The element ('d1', 't1'): 12 becomes entry (0, 0) = 12.
* Conversion from 1-indexed to 0-indexed.
* d is row
* t is column.
'''
# Create the appropriate format for the COO format.
data = []
row = []
col = []
for k, v in term_dict.items():
r = int(k[0][1:])
c = int(k[1][1:])
data.append(v)
row.append(r-1)
col.append(c-1)
# Create the COO-matrix
coo = coo_matrix((data,(row,col)))
# Let Scipy convert COO to CSR format and return
return csr_matrix(coo)
if __name__=='__main__':
doc_term_dict = { ('d1','t1'): 12,
('d2','t3'): 10,
('d3','t2'): 5
}
print(convert(doc_term_dict))
我们可以让@Unapidera的(优秀的)答案变得稀疏一点:
from scipy.sparse import csr_matrix
def _dict_to_csr(term_dict):
term_dict_v = list(term_dict.itervalues())
term_dict_k = list(term_dict.iterkeys())
shape = list(repeat(np.asarray(term_dict_k).max() + 1,2))
csr = csr_matrix((term_dict_v, zip(*term_dict_k)), shape = shape)
return csr
与@carsonc相同,但适用于Python 3.X:
from scipy.sparse import csr_matrix
def _dict_to_csr(term_dict):
term_dict_v = term_dict.values()
term_dict_k = term_dict.keys()
term_dict_k_zip = zip(*term_dict_k)
term_dict_k_zip_list = list(term_dict_k_zip)

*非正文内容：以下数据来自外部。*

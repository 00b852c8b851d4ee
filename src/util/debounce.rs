//! Debounced persistence for text-field edits.
//!
//! DESIGN
//! ======
//! Every qualifying edit arms the gate with a fresh generation token and
//! schedules a delayed flush. When a flush wakes up it runs only if its token
//! is still the latest, so a burst of edits inside the window collapses to a
//! single persistence call carrying the final value. File uploads bypass this
//! entirely and fire immediately.
//!
//! The token arithmetic is plain and synchronous so the coalescing contract
//! can be tested without a timer or a browser.

#[cfg(test)]
#[path = "debounce_test.rs"]
mod debounce_test;

use std::cell::Cell;
use std::rc::Rc;

/// Delay applied to dashboard text-field edits before persisting.
pub const EDIT_DEBOUNCE_MS: u32 = 600;

/// Coalescing gate: only the most recently armed token may fire.
#[derive(Clone, Debug, Default)]
pub struct DebounceGate {
    generation: Rc<Cell<u64>>,
}

impl DebounceGate {
    #[must_use]
    pub fn new() -> Self {
        Self::default()
    }

    /// Invalidate all outstanding tokens and issue a new one.
    pub fn arm(&self) -> u64 {
        let next = self.generation.get() + 1;
        self.generation.set(next);
        next
    }

    /// Whether `token` is still the latest armed token.
    #[must_use]
    pub fn is_current(&self, token: u64) -> bool {
        self.generation.get() == token
    }

    /// Run `flush` only if `token` has not been superseded.
    ///
    /// Returns whether the flush ran.
    pub fn fire_if_current<F: FnOnce()>(&self, token: u64, flush: F) -> bool {
        if self.is_current(token) {
            flush();
            true
        } else {
            false
        }
    }
}

/// Arm `gate` and schedule `flush` to run after `delay_ms`, unless a later
/// edit re-arms the gate first.
#[cfg(feature = "hydrate")]
pub fn schedule<F>(gate: &DebounceGate, delay_ms: u32, flush: F)
where
    F: FnOnce() + 'static,
{
    let token = gate.arm();
    let gate = gate.clone();
    leptos::task::spawn_local(async move {
        gloo_timers::future::TimeoutFuture::new(delay_ms).await;
        gate.fire_if_current(token, flush);
    });
}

shape = (len(term_dict_k_zip_list[0]), len(term_dict_k_zip_list[1]))
csr = csr_matrix((list(term_dict_v), list(map(list, zip(*term_dict_k)))), shape = shape)
return csr
一种使用np.fromiter
的替代方法,作为使用list
存储元素的替代方法。
from scipy.sparse import csr_matrix
import numpy as np
def _dict_to_csr(term_dict, shape=None):
data = np.fromiter(term_dict.values(), dtype=np.float32)
rows_tuple, columns_tuple = zip(*term_dict.keys())
rows = np.fromiter(rows_tuple, dtype=int)
columns = np.fromiter(columns_tuple, dtype=int)
return csr_matrix((data, (rows, columns)), shape=shape)